We assume that data $\bm{x}_n = \{x_1,x_2,\dots,x_n\}$ is generated from the true model $g(x)$, and consider the $p$-dimensional parametric model $\mathcal{F} = \{f(x; \theta)\ :\ \theta\in\Theta\subset\mathbb{R}^p \}$. Our goal is to evaluate the maximum likelihood estimator $\hat{\theta} \in \Theta$.

This procedure is equal to evaluate the average performance of $f(z;\hat{\theta})$ under the true distribution $g(z)$ for new data $Z = z$. We can use KL-divergence as the measurement of the difference between two distributions:

\[\begin{aligned} D_{KL}[g(z) \| f(z; \hat{\theta})] &= \mathbb{E}_g\left[\ln\frac{g(Z)}{f(Z; \hat{\theta})}\right] \\ &= \mathbb{E}_g[\ln g(Z)] - \mathbb{E}_g[\ln f(Z; \hat{\theta})]. \end{aligned}\]

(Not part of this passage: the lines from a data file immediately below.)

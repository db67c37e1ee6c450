//! The `wasm_core` operation table for Lua 5.4.
//!
//! [`open`] builds the table of functions a script uses to drive the
//! embedding: engines, modules, linkers, instances and stores are opaque
//! userdata; exports are described as plain tables; calls take
//! kind-tagged arguments.
//!
//! ```lua
//! local wasm = require("wasm_core")
//! local engine = wasm.new_engine()
//! local module = assert(wasm.new_module(engine, bytes))
//! local linker = wasm.new_linker(engine)
//! local instance, store = wasm.instantiate(linker, engine, module)
//! print(wasm.invoke(instance, store, "add", 2, 1, wasm.I32, 2, wasm.I32, 3, wasm.I32))
//! wasm.del_store(store)
//! ```
//!
//! The earlier binding generation spelled the lifecycle functions
//! `create_*`/`destroy_*`; those names are registered as aliases.

mod handles;
mod marshal;
mod ops;

use std::rc::Rc;

use mlua::{FromLuaMulti, Lua, MultiValue, Table};
use tracing::debug;

use luawasm_common::RuntimeConfig;
use luawasm_core::ValueKind;

use ops::Namespace;

/// Name the table is published under by default.
pub const MODULE_NAME: &str = "wasm_core";

/// Build the operation table.
///
/// Every function in the table shares one configuration and one handle
/// registry; opening the table twice gives two independent registries.
///
/// # Errors
///
/// Returns an error if Lua fails to allocate the table or its functions.
pub fn open(lua: &Lua, config: &RuntimeConfig) -> mlua::Result<Table> {
    let ns = Rc::new(Namespace::new(config.clone()));
    let table = lua.create_table()?;

    register(lua, &table, &ns, &["new_engine", "create_engine"], ops::new_engine)?;
    register(lua, &table, &ns, &["del_engine", "destroy_engine"], ops::del_engine)?;
    register(lua, &table, &ns, &["new_module", "create_module"], ops::new_module)?;
    register(lua, &table, &ns, &["del_module", "destroy_module"], ops::del_module)?;
    register(lua, &table, &ns, &["new_linker", "create_linker"], ops::new_linker)?;
    register(lua, &table, &ns, &["del_linker", "destroy_linker"], ops::del_linker)?;
    register(lua, &table, &ns, &["instantiate"], ops::instantiate)?;
    register(lua, &table, &ns, &["create_instance"], ops::create_instance)?;
    register(lua, &table, &ns, &["del_store", "destroy_instance"], ops::del_store)?;
    register(lua, &table, &ns, &["get_export"], ops::get_export)?;
    register(lua, &table, &ns, &["invoke"], ops::invoke)?;
    register(lua, &table, &ns, &["metrics"], ops::metrics)?;
    register(lua, &table, &ns, &["stats"], ops::stats)?;

    for kind in ValueKind::ALL {
        table.set(kind.symbol().to_uppercase(), kind.tag())?;
    }

    debug!(
        fuel_metering = config.engine.fuel_metering,
        wasi = config.linker.wasi,
        "Opened wasm_core table"
    );

    Ok(table)
}

/// Open the table and publish it in `package.loaded[module_name]`, so
/// `require(module_name)` returns it.
///
/// # Errors
///
/// Returns an error if the table cannot be built or `package` is missing.
pub fn preload(lua: &Lua, config: &RuntimeConfig, module_name: &str) -> mlua::Result<Table> {
    let table = open(lua, config)?;
    let package: Table = lua.globals().get("package")?;
    let loaded: Table = package.get("loaded")?;
    loaded.set(module_name, table.clone())?;
    Ok(table)
}

fn register<A, F>(
    lua: &Lua,
    table: &Table,
    ns: &Rc<Namespace>,
    names: &[&str],
    op: F,
) -> mlua::Result<()>
where
    A: FromLuaMulti,
    F: Fn(&Lua, &Namespace, A) -> mlua::Result<MultiValue> + 'static,
{
    let ns = Rc::clone(ns);
    let function = lua.create_function(move |lua, args: A| op(lua, &ns, args))?;
    for name in names {
        table.set(*name, function.clone())?;
    }
    Ok(())
}

/// Entry point for `require("wasm_core")` from a stock Lua 5.4 interpreter.
#[cfg(feature = "module")]
#[mlua::lua_module]
fn wasm_core(lua: &Lua) -> mlua::Result<Table> {
    open(lua, &RuntimeConfig::default())
}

From the properties of KL-divergence, the larger the value of the expected log-likelihood, the closer the model is to the true model.

\[\mathbb{E}_g[\ln f(Z; \hat{\theta})] = \int \ln f(z; \hat{\theta})dg(z).\]

Replacing the unknown probability distribution $g$ by empirical distribution $\hat{g}$, we obtain

\[\begin{aligned} \mathbb{E}_{\hat{g}}\left[\ln f(Z; \hat{\theta})\right] &= \int \ln f(z; \hat{\theta})d\hat{g}(z) \\ &= \frac{1}{n}\sum^n_{i=1}\ln f(x_i; \hat{\theta}), \end{aligned}\]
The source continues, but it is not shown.